§ ABOUT THIS TASK: Go to the line below containing "Background job worker" and print exactly from there through the line containing "outside the generic", both included. Print nothing else.

§ DATASET:
● ● ● ●

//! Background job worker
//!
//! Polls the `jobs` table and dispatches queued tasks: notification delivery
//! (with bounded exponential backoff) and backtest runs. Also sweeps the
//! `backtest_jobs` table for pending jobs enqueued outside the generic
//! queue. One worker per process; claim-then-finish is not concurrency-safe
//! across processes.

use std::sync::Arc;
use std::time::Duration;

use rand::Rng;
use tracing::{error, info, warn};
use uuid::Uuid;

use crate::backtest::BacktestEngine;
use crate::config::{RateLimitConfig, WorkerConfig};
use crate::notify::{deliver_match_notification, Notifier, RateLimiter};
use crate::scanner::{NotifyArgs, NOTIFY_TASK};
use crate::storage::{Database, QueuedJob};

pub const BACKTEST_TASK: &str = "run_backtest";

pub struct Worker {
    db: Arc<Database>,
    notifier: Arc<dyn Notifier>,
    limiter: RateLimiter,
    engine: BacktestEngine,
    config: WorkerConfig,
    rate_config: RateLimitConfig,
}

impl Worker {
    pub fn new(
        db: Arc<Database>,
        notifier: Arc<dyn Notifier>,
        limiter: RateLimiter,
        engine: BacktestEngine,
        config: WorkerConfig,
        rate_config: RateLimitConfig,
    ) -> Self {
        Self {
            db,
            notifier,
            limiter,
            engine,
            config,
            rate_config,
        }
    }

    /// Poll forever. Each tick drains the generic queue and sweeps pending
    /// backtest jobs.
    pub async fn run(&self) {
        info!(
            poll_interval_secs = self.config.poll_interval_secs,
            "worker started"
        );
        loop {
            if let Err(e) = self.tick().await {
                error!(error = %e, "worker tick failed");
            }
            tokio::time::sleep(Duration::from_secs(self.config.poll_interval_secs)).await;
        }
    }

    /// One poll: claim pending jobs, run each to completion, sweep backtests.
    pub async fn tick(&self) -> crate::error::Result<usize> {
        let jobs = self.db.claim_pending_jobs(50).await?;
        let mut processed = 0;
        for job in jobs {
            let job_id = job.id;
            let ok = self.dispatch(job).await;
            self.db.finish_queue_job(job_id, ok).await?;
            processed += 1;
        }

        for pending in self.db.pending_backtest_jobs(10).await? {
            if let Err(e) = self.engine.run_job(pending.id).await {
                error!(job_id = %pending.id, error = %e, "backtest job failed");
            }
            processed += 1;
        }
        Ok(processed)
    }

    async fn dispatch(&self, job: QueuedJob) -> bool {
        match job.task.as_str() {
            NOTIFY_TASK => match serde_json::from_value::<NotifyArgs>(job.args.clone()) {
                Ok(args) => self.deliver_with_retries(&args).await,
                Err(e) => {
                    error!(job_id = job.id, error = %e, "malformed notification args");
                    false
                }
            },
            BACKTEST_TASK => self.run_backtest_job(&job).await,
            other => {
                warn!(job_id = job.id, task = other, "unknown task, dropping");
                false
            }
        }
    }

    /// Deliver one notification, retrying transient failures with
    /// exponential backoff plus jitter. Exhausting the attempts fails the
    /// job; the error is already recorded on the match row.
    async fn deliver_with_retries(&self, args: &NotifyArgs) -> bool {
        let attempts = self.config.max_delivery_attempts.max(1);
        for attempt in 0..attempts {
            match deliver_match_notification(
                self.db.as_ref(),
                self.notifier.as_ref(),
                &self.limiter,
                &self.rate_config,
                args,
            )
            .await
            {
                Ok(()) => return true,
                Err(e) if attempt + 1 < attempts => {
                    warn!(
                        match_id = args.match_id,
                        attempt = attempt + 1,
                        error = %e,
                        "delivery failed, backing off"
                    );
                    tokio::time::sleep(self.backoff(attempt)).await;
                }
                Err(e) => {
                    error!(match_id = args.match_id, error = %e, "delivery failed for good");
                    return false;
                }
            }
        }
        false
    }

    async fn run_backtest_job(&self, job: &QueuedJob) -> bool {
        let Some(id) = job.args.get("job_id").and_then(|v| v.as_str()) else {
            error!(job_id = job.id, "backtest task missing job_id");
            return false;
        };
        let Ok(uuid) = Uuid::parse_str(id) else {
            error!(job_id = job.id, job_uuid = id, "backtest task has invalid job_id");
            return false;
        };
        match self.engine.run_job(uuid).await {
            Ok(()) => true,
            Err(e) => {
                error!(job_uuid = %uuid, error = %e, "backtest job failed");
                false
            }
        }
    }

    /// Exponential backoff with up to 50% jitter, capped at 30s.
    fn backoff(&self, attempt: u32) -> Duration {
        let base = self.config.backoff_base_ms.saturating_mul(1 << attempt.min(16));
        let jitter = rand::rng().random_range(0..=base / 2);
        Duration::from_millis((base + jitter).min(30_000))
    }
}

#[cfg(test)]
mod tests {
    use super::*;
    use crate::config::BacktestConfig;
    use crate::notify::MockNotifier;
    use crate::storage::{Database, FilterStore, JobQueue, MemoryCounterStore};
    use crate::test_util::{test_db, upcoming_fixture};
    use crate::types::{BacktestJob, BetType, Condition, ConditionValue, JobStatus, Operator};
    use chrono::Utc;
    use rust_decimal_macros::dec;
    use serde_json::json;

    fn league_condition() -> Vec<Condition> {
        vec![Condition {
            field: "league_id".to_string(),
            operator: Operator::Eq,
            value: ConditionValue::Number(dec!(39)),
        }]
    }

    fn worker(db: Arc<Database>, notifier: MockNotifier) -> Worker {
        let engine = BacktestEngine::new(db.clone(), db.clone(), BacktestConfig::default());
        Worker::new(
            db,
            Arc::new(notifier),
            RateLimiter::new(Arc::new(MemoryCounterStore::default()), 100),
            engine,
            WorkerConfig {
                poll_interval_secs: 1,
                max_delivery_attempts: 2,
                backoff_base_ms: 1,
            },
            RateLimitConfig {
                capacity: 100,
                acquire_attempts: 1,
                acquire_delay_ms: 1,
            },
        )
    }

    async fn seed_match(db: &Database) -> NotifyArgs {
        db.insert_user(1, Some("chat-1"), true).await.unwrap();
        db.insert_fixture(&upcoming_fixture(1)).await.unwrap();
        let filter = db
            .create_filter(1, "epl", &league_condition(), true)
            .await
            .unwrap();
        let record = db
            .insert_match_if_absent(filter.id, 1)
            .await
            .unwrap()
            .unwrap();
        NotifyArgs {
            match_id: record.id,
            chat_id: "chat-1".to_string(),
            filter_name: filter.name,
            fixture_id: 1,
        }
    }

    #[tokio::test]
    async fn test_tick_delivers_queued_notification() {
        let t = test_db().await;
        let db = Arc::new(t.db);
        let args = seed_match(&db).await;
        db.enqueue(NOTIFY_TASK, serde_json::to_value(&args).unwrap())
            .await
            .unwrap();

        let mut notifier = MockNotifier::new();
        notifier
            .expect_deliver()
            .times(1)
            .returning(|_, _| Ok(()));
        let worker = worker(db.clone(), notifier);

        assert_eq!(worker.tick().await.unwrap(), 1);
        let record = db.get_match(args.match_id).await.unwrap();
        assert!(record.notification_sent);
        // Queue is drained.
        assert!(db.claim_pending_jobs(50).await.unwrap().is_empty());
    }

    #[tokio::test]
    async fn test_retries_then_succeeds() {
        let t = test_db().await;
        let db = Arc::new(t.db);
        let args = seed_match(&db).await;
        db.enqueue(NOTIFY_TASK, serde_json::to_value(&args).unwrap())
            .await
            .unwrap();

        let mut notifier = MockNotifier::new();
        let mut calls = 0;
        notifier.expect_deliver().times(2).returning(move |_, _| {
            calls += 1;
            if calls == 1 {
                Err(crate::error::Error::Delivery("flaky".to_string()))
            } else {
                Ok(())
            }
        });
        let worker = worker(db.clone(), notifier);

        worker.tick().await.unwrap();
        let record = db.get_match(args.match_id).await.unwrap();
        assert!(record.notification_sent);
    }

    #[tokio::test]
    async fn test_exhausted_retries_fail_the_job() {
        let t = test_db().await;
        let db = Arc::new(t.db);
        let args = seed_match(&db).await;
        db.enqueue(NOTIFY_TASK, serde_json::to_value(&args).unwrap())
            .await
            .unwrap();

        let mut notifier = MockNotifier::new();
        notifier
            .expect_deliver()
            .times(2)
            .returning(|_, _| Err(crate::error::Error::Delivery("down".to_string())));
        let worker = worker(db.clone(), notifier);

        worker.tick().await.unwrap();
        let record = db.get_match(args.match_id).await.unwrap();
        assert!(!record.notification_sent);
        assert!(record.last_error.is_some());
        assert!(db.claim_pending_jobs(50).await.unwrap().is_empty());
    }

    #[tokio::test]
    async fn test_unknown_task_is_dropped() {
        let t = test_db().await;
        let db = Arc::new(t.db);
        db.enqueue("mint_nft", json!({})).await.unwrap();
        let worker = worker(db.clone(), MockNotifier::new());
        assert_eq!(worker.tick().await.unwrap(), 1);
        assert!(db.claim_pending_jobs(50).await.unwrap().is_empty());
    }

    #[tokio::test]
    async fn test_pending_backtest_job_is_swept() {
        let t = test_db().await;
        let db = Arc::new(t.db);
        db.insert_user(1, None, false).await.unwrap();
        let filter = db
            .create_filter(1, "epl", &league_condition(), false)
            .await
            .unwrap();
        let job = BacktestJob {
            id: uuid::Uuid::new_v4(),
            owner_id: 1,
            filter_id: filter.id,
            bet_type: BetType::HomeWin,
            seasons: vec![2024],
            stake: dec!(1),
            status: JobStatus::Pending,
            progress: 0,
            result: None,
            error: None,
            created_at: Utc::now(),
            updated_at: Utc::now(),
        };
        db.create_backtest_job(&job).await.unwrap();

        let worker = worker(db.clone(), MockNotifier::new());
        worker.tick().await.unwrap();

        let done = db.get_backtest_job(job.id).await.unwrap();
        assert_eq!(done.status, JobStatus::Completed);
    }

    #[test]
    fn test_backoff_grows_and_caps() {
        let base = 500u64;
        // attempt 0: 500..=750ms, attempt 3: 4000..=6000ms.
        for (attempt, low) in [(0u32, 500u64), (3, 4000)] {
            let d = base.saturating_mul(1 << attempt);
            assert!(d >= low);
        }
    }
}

● ● ● ●

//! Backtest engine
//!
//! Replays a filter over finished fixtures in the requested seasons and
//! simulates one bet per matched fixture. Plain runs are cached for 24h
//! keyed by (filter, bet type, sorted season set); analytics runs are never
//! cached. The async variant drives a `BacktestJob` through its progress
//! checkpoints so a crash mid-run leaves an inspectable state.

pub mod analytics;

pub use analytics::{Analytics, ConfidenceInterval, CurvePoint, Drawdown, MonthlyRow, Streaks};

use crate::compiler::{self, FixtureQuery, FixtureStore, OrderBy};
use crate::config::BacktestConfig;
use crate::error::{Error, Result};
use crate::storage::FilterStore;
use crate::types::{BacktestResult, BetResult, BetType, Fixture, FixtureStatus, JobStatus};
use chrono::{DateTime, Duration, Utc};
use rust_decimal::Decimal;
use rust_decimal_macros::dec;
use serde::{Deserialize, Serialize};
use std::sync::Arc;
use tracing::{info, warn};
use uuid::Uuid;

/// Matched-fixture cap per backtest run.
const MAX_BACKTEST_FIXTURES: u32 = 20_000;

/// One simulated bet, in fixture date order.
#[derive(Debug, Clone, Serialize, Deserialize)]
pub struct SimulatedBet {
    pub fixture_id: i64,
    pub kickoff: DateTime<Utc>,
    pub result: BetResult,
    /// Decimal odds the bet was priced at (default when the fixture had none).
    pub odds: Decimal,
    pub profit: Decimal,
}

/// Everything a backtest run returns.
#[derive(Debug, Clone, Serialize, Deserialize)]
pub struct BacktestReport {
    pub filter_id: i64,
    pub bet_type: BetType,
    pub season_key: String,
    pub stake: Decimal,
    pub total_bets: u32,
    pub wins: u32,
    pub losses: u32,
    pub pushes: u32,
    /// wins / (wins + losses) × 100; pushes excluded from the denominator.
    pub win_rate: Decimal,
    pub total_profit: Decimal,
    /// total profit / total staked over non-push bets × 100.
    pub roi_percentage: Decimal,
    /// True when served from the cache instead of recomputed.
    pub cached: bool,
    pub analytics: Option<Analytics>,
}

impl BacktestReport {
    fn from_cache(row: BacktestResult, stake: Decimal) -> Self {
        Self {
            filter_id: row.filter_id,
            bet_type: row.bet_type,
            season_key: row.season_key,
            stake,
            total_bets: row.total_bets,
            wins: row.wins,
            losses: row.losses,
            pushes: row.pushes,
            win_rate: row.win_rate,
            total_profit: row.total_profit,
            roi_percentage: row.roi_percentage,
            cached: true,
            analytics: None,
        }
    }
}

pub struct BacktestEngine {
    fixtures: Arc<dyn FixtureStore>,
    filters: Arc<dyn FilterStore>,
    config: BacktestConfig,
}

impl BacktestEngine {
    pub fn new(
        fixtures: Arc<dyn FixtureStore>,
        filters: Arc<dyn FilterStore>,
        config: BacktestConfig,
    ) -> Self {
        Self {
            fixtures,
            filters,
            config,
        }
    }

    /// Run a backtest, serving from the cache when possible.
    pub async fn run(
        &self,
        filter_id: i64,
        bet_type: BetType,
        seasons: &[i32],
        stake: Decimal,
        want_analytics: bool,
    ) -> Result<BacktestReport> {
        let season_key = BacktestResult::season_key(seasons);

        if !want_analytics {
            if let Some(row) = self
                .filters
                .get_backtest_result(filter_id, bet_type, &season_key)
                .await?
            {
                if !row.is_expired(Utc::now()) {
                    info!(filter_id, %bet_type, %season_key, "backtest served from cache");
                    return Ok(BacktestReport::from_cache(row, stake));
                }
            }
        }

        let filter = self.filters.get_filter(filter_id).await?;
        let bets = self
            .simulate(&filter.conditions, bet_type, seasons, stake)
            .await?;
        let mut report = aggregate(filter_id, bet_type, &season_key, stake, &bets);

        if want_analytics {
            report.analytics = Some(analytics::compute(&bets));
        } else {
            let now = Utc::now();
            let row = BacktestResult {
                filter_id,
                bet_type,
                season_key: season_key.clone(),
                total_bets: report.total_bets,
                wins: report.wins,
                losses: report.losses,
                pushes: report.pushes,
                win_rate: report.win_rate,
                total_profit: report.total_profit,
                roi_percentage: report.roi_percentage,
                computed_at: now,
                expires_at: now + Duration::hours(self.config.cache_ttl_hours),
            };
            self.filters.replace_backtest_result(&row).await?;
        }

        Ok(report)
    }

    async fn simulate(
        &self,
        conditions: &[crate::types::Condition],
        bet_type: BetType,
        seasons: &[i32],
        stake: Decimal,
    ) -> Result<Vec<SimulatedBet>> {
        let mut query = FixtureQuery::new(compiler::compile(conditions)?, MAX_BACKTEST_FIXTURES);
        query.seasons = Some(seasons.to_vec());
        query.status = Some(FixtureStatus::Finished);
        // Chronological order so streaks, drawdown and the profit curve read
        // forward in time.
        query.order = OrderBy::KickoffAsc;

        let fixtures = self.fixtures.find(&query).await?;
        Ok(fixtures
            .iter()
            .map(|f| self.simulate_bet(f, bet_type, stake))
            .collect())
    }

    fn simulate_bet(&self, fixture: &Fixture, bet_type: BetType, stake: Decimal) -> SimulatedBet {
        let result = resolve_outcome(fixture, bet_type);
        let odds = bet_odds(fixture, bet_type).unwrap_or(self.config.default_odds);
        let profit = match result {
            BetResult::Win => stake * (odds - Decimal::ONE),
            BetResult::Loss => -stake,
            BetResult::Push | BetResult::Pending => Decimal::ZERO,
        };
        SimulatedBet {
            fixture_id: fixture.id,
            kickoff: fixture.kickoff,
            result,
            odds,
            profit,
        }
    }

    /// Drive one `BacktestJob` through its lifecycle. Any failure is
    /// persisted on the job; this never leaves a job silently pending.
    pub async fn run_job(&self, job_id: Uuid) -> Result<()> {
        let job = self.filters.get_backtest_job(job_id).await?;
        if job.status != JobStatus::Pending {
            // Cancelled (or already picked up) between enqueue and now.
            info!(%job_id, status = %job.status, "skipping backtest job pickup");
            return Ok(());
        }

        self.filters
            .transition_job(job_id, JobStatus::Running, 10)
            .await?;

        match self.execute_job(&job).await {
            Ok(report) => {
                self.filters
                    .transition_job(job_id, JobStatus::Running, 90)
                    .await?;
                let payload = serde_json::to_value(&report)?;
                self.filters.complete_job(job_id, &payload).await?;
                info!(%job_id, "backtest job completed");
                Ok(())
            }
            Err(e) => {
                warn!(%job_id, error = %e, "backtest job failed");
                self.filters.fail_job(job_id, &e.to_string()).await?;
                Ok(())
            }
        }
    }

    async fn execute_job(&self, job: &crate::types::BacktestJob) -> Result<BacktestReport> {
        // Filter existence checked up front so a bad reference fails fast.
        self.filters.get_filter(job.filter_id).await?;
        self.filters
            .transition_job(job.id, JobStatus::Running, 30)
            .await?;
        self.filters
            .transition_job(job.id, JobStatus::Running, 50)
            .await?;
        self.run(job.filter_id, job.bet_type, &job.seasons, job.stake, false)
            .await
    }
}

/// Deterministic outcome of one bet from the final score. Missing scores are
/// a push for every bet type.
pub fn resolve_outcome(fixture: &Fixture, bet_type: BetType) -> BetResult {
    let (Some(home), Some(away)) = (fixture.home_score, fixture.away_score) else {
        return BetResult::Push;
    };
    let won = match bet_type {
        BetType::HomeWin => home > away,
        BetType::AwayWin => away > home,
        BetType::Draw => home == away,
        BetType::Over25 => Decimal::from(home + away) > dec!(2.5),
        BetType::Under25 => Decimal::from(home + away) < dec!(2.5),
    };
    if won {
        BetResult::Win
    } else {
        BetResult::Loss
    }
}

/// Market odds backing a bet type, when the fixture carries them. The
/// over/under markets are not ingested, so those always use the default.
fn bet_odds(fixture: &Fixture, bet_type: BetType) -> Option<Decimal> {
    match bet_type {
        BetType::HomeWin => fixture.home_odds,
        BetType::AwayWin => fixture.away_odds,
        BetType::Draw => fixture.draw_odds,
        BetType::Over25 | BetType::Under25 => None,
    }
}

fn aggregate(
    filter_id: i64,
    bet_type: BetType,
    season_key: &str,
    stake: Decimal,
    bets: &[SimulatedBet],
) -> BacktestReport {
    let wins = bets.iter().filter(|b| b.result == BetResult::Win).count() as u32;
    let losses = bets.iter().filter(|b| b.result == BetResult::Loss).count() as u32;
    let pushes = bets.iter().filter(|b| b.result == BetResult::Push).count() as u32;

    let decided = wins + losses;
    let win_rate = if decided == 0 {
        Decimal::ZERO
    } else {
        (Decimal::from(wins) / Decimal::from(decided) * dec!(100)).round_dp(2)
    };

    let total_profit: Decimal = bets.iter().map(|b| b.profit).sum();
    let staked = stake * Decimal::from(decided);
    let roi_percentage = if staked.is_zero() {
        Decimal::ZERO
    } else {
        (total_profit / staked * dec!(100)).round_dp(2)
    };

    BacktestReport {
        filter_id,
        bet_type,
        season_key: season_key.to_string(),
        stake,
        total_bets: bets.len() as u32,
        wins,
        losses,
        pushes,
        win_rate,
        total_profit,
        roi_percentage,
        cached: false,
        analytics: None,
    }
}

● ● ● ●

§ RESPONSE BELOW:
//! Background job worker
//!
//! Polls the `jobs` table and dispatches queued tasks: notification delivery
//! (with bounded exponential backoff) and backtest runs. Also sweeps the
//! `backtest_jobs` table for pending jobs enqueued outside the generic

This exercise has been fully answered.